Lo que es interesante considerar aquí es que toda la carrera nacional de Klosterman, construida en torno a esa "visión del mundo de la Generación X indefinida y sin compromiso", se desarrolló después de 2000, por lo que esta observación se siente como una confesión. La gente como él debería haber prestado atención a lo que estaba pasando políticamente, pero no lo hicieron, porque no parecía importar. Su punto de vista fue entonces declarado sin valor; no obstante, intentó insertarlo en la conciencia pública durante los años siguientes, con gran éxito personal. Entonces, ¿qué explica su cansancio, su sensación de que, en el siglo XXI, hemos perdido tanto? Refleja la conmoción de los votantes liberales, y en particular de mi cohorte milenaria que vota por Obama, tras la elección de Donald Trump, ante el revanchismo cultural que amenaza con acabar con el progreso social que habíamos considerado establecido. Si tan solo nos hubiéramos dado cuenta de lo que estaba en juego, a tiempo para que alguien hiciera algo al respecto.
Sin embargo, el adagio de que la retrospectiva es 20/20 ha adquirido un significado permanente por una razón. "La compulsión de reconsiderar el pasado a través de los ideales y creencias del presente es constante y abrumadora", escribe Klosterman cerca del final. "Permite una sensación de claridad moral y se siente más iluminado. Pero en realidad es más fácil que tratar de entender cómo se sintieron las cosas cuando ocurrieron originalmente". Por mucho que lo intente, Klosterman solo puede reconstruir el sentimiento de la década de 1990: es solo un hombre con sus pensamientos sobre cosas. Pero Klosterman tiene razón en que alguien como él es menos capaz de buscar la neutralidad o la autoridad en nuestro exigente presente. Todos realmente necesitan elegir un bando, incluido él, una realidad incómoda para las personas que se enorgullecen de negarse a elegir.
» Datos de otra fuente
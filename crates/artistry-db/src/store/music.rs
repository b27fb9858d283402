//! Music data-access. Records belong to an attributed artist and remember
//! which artist profile created them; the two may diverge.

use sea_orm::{
    ActiveModelTrait, ColumnTrait, ConnectionTrait, EntityTrait, QueryFilter, QueryOrder, Set,
};
use uuid::Uuid;

use super::StoreError;
use crate::entities::music;

#[derive(Debug, Clone)]
pub struct NewMusic {
    pub title: String,
    pub album_name: Option<String>,
    pub release_date: Option<chrono::DateTime<chrono::FixedOffset>>,
    pub genre: music::Genre,
}

pub async fn list_for_artist<C: ConnectionTrait>(
    db: &C,
    artist_id: Uuid,
) -> Result<Vec<music::Model>, StoreError> {
    let records = music::Entity::find()
        .filter(music::Column::ArtistId.eq(artist_id))
        .order_by_asc(music::Column::Title)
        .all(db)
        .await?;
    Ok(records)
}

pub async fn create<C: ConnectionTrait>(
    db: &C,
    created_by: Option<Uuid>,
    artist_id: Option<Uuid>,
    new: NewMusic,
) -> Result<music::Model, StoreError> {
    let now = chrono::Utc::now().fixed_offset();
    let created = music::ActiveModel {
        id: Set(Uuid::new_v4()),
        title: Set(new.title),
        album_name: Set(new.album_name),
        release_date: Set(new.release_date),
        genre: Set(new.genre),
        created_by: Set(created_by),
        artist_id: Set(artist_id),
        created_at: Set(now),
        updated_at: Set(now),
    }
    .insert(db)
    .await?;
    Ok(created)
}

#[cfg(test)]
mod tests {
    use super::*;
    use sea_orm::{DbBackend, QueryTrait};

    #[test]
    fn test_list_filters_on_attributed_artist() {
        let artist_id = Uuid::new_v4();
        let sql = music::Entity::find()
            .filter(music::Column::ArtistId.eq(artist_id))
            .order_by_asc(music::Column::Title)
            .build(DbBackend::Postgres)
            .to_string();
        assert!(sql.contains(r#""artist_id""#), "{sql}");
        assert!(!sql.contains(r#""created_by" ="#), "{sql}");
    }
}
pub mod jwt;
pub mod middleware;
pub mod password;
pub mod routes;
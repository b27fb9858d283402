//! Data-access layer. One function per operation per entity, generic over
//! [`sea_orm::ConnectionTrait`] so handlers inject the pooled connection and
//! tests can substitute their own.
//!
//! Every operation returns `Result<T, StoreError>`: the success payload or a
//! discriminated error the request layer maps onto an HTTP status.

use sea_orm::{DbErr, SqlErr, TransactionError};

pub mod artists;
pub mod music;
pub mod users;

#[derive(Debug, thiserror::Error)]
pub enum StoreError {
    /// Uniqueness conflict on the email column; surfaces as a 400 with the
    /// field error `{"email": ["This email already exists."]}`.
    #[error("This email already exists.")]
    EmailTaken,
    /// A user may own at most one artist profile; surfaces as a 400.
    #[error("Artist profile already exists for this user.")]
    ProfileExists,
    /// No row matched; surfaces as a 404.
    #[error("record not found")]
    NotFound,
    /// Unclassified database failure; surfaces as a generic 500.
    #[error(transparent)]
    Db(#[from] DbErr),
}

fn classify(sql_err: Option<SqlErr>, err: DbErr, conflict: StoreError) -> StoreError {
    match sql_err {
        Some(SqlErr::UniqueConstraintViolation(_)) => conflict,
        _ => StoreError::Db(err),
    }
}

/// Map a write failure: a unique-constraint violation becomes `conflict`,
/// anything else stays a raw database error. Covers the race the pre-checks
/// leave open between the existence lookup and the write.
pub(crate) fn unique_conflict(err: DbErr, conflict: StoreError) -> StoreError {
    let sql_err = err.sql_err();
    classify(sql_err, err, conflict)
}

impl From<TransactionError<StoreError>> for StoreError {
    fn from(err: TransactionError<StoreError>) -> Self {
        match err {
            TransactionError::Connection(db) => StoreError::Db(db),
            TransactionError::Transaction(inner) => inner,
        }
    }
}
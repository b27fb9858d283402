//! Artist-profile data-access. Detail rows carry the owning `user_id` so the
//! request layer can run its ownership check without a second query.

use chrono::NaiveDate;
use sea_orm::{
    ActiveModelTrait, ColumnTrait, ConnectionTrait, EntityTrait, QueryFilter, QueryOrder, Set,
};
use uuid::Uuid;

use super::{unique_conflict, StoreError};
use crate::entities::{artist_profile, user_profile::Gender};

#[derive(Debug, Clone)]
pub struct NewArtistProfile {
    pub name: String,
    pub first_release_year: Option<i32>,
    pub no_of_albums_released: i32,
    pub date_of_birth: Option<NaiveDate>,
    pub gender: Gender,
    pub address: Option<String>,
    pub manager_id: Option<Uuid>,
}

/// Partial update: only `Some` fields are applied.
#[derive(Debug, Clone, Default)]
pub struct ArtistProfilePatch {
    pub name: Option<String>,
    pub first_release_year: Option<Option<i32>>,
    pub no_of_albums_released: Option<i32>,
    pub date_of_birth: Option<Option<NaiveDate>>,
    pub gender: Option<Gender>,
    pub address: Option<Option<String>>,
    pub manager_id: Option<Option<Uuid>>,
}

pub async fn list<C: ConnectionTrait>(db: &C) -> Result<Vec<artist_profile::Model>, StoreError> {
    let profiles = artist_profile::Entity::find()
        .order_by_asc(artist_profile::Column::Name)
        .all(db)
        .await?;
    Ok(profiles)
}

pub async fn detail<C: ConnectionTrait>(
    db: &C,
    id: Uuid,
) -> Result<artist_profile::Model, StoreError> {
    let profile = artist_profile::Entity::find_by_id(id)
        .one(db)
        .await?
        .ok_or(StoreError::NotFound)?;
    Ok(profile)
}

/// The requesting user's own artist profile, if any.
pub async fn find_by_user<C: ConnectionTrait>(
    db: &C,
    user_id: Uuid,
) -> Result<Option<artist_profile::Model>, StoreError> {
    let found = artist_profile::Entity::find()
        .filter(artist_profile::Column::UserId.eq(user_id))
        .one(db)
        .await?;
    Ok(found)
}

/// Insert a profile for `user_id`. The unique constraint on `user_id` backs
/// the one-profile-per-user rule; a violation surfaces as `ProfileExists`.
pub async fn create<C: ConnectionTrait>(
    db: &C,
    user_id: Uuid,
    new: NewArtistProfile,
) -> Result<artist_profile::Model, StoreError> {
    let now = chrono::Utc::now().fixed_offset();
    let created = artist_profile::ActiveModel {
        id: Set(Uuid::new_v4()),
        user_id: Set(user_id),
        manager_id: Set(new.manager_id),
        name: Set(new.name),
        first_release_year: Set(new.first_release_year),
        no_of_albums_released: Set(new.no_of_albums_released),
        date_of_birth: Set(new.date_of_birth),
        gender: Set(new.gender),
        address: Set(new.address),
        created_at: Set(now),
        updated_at: Set(now),
    }
    .insert(db)
    .await
    .map_err(|e| unique_conflict(e, StoreError::ProfileExists))?;
    Ok(created)
}

pub async fn update<C: ConnectionTrait>(
    db: &C,
    id: Uuid,
    patch: ArtistProfilePatch,
) -> Result<artist_profile::Model, StoreError> {
    let existing = artist_profile::Entity::find_by_id(id)
        .one(db)
        .await?
        .ok_or(StoreError::NotFound)?;

    let mut active: artist_profile::ActiveModel = existing.into();
    if let Some(name) = patch.name {
        active.name = Set(name);
    }
    if let Some(year) = patch.first_release_year {
        active.first_release_year = Set(year);
    }
    if let Some(albums) = patch.no_of_albums_released {
        active.no_of_albums_released = Set(albums);
    }
    if let Some(dob) = patch.date_of_birth {
        active.date_of_birth = Set(dob);
    }
    if let Some(gender) = patch.gender {
        active.gender = Set(gender);
    }
    if let Some(address) = patch.address {
        active.address = Set(address);
    }
    if let Some(manager_id) = patch.manager_id {
        active.manager_id = Set(manager_id);
    }
    active.updated_at = Set(chrono::Utc::now().fixed_offset());

    let updated = active.update(db).await?;
    Ok(updated)
}

pub async fn delete<C: ConnectionTrait>(db: &C, id: Uuid) -> Result<(), StoreError> {
    let result = artist_profile::Entity::delete_by_id(id).exec(db).await?;
    if result.rows_affected == 0 {
        return Err(StoreError::NotFound);
    }
    Ok(())
}
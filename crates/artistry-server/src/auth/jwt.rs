use chrono::{Duration, Utc};
use jsonwebtoken::{decode, encode, DecodingKey, EncodingKey, Header, Validation};
use serde::{Deserialize, Serialize};
use uuid::Uuid;

#[derive(Debug, Serialize, Deserialize, Clone)]
pub struct Claims {
    /// Subject (user ID)
    pub sub: Uuid,
    /// Login email
    pub email: String,
    /// Role (artist, artist_manager, super_admin)
    pub role: String,
    /// Token type (access, refresh)
    pub token_type: TokenType,
    /// Issued at
    pub iat: i64,
    /// Expiration
    pub exp: i64,
}

impl Claims {
    /// Elevated requesters are exempt from ownership checks.
    pub fn is_elevated(&self) -> bool {
        self.role == "super_admin"
    }
}

#[derive(Debug, Serialize, Deserialize, Clone, PartialEq)]
#[serde(rename_all = "snake_case")]
pub enum TokenType {
    Access,
    Refresh,
}

#[derive(Debug, Serialize, Deserialize)]
pub struct TokenPair {
    pub access: String,
    pub refresh: String,
}

/// Generate access + refresh token pair
pub fn generate_token_pair(
    user_id: Uuid,
    email: &str,
    role: &str,
    secret: &str,
) -> Result<TokenPair, jsonwebtoken::errors::Error> {
    let now = Utc::now();

    // Access token: 15 minutes
    let access_exp = now + Duration::minutes(15);
    let access_claims = Claims {
        sub: user_id,
        email: email.to_string(),
        role: role.to_string(),
        token_type: TokenType::Access,
        iat: now.timestamp(),
        exp: access_exp.timestamp(),
    };
    let access = encode(
        &Header::default(),
        &access_claims,
        &EncodingKey::from_secret(secret.as_bytes()),
    )?;

    // Refresh token: 7 days
    let refresh_exp = now + Duration::days(7);
    let refresh_claims = Claims {
        sub: user_id,
        email: email.to_string(),
        role: role.to_string(),
        token_type: TokenType::Refresh,
        iat: now.timestamp(),
        exp: refresh_exp.timestamp(),
    };
    let refresh = encode(
        &Header::default(),
        &refresh_claims,
        &EncodingKey::from_secret(secret.as_bytes()),
    )?;

    Ok(TokenPair { access, refresh })
}

/// Validate a JWT token and return claims
pub fn validate_token(token: &str, secret: &str) -> Result<Claims, jsonwebtoken::errors::Error> {
    let token_data = decode::<Claims>(
        token,
        &DecodingKey::from_secret(secret.as_bytes()),
        &Validation::default(),
    )?;
    Ok(token_data.claims)
}

#[cfg(test)]
mod tests {
    use super::*;

    const SECRET: &str = "test-secret-key-for-jwt";

    #[test]
    fn test_token_generation_and_validation() {
        let user_id = Uuid::new_v4();

        let pair = generate_token_pair(user_id, "a@example.com", "artist", SECRET).unwrap();
        assert!(!pair.access.is_empty());
        assert!(!pair.refresh.is_empty());

        let claims = validate_token(&pair.access, SECRET).unwrap();
        assert_eq!(claims.sub, user_id);
        assert_eq!(claims.email, "a@example.com");
        assert_eq!(claims.role, "artist");
        assert_eq!(claims.token_type, TokenType::Access);

        let refresh_claims = validate_token(&pair.refresh, SECRET).unwrap();
        assert_eq!(refresh_claims.token_type, TokenType::Refresh);
    }

    #[test]
    fn test_access_token_expires_in_fifteen_minutes() {
        let pair =
            generate_token_pair(Uuid::new_v4(), "a@example.com", "artist", SECRET).unwrap();
        let claims = validate_token(&pair.access, SECRET).unwrap();
        assert!(claims.exp > claims.iat);
        let diff = claims.exp - claims.iat;
        assert!((899..=901).contains(&diff));
    }

    #[test]
    fn test_refresh_token_expires_in_seven_days() {
        let pair =
            generate_token_pair(Uuid::new_v4(), "b@example.com", "artist", SECRET).unwrap();
        let claims = validate_token(&pair.refresh, SECRET).unwrap();
        assert_eq!(claims.token_type, TokenType::Refresh);
        let diff = claims.exp - claims.iat;
        assert!((604799..=604801).contains(&diff));
    }

    #[test]
    fn test_invalid_secret_rejects_token() {
        let pair =
            generate_token_pair(Uuid::new_v4(), "a@example.com", "artist", SECRET).unwrap();
        let result = validate_token(&pair.access, "wrong-secret");
        assert!(result.is_err());
    }

    #[test]
    fn test_garbage_token_rejected() {
        assert!(validate_token("not-a-valid-jwt", SECRET).is_err());
        assert!(validate_token("", SECRET).is_err());
    }

    #[test]
    fn test_access_and_refresh_tokens_are_different() {
        let pair =
            generate_token_pair(Uuid::new_v4(), "a@example.com", "artist", SECRET).unwrap();
        assert_ne!(pair.access, pair.refresh);
    }

    #[test]
    fn test_elevation_follows_role_claim() {
        let pair =
            generate_token_pair(Uuid::new_v4(), "root@example.com", "super_admin", SECRET)
                .unwrap();
        let claims = validate_token(&pair.access, SECRET).unwrap();
        assert!(claims.is_elevated());

        let pair =
            generate_token_pair(Uuid::new_v4(), "m@example.com", "artist_manager", SECRET)
                .unwrap();
        let claims = validate_token(&pair.access, SECRET).unwrap();
        assert!(!claims.is_elevated());
    }

    #[test]
    fn test_token_type_serialization() {
        let json = serde_json::to_string(&TokenType::Access).unwrap();
        assert_eq!(json, "\"access\"");
        let json = serde_json::to_string(&TokenType::Refresh).unwrap();
        assert_eq!(json, "\"refresh\"");
    }
}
Nunca ha sido tan fácil ignorar la forma en que otras personas viven y a qué le prestan atención. Una observación poco original, que el mismo Klosterman cree, es que el monocultivo está muerto, porque no hay figuras culturales o productos aparentemente capaces de galvanizar una pluralidad de consumidores en consenso. Pero hay fenómenos, figuras y productos compartidos a menor escala que parecen inmensamente importantes dentro de sus reinos aislados: el streamer Ninja de Twitch, la cantante Phoebe Bridgers, los bromistas de YouTube Try Guys, la muerte de Twitter; sin embargo, a escala, solo importa tanto. Estas condiciones han creado un mundo en el que será cada vez más difícil crear un registro completo y verdadero de lo que solía importar y cómo. Me resulta imposible imaginar cómo sería The 2020s, si estamos dentro de 20 años para escribir un libro al respecto. Pero espero que alguien lo intente, para que el futuro se acerque a comprender lo que pasó hace mucho tiempo.
Jeremy Gordon es un escritor de Chicago que ha colaborado con The New York Times y GQ, entre otras publicaciones.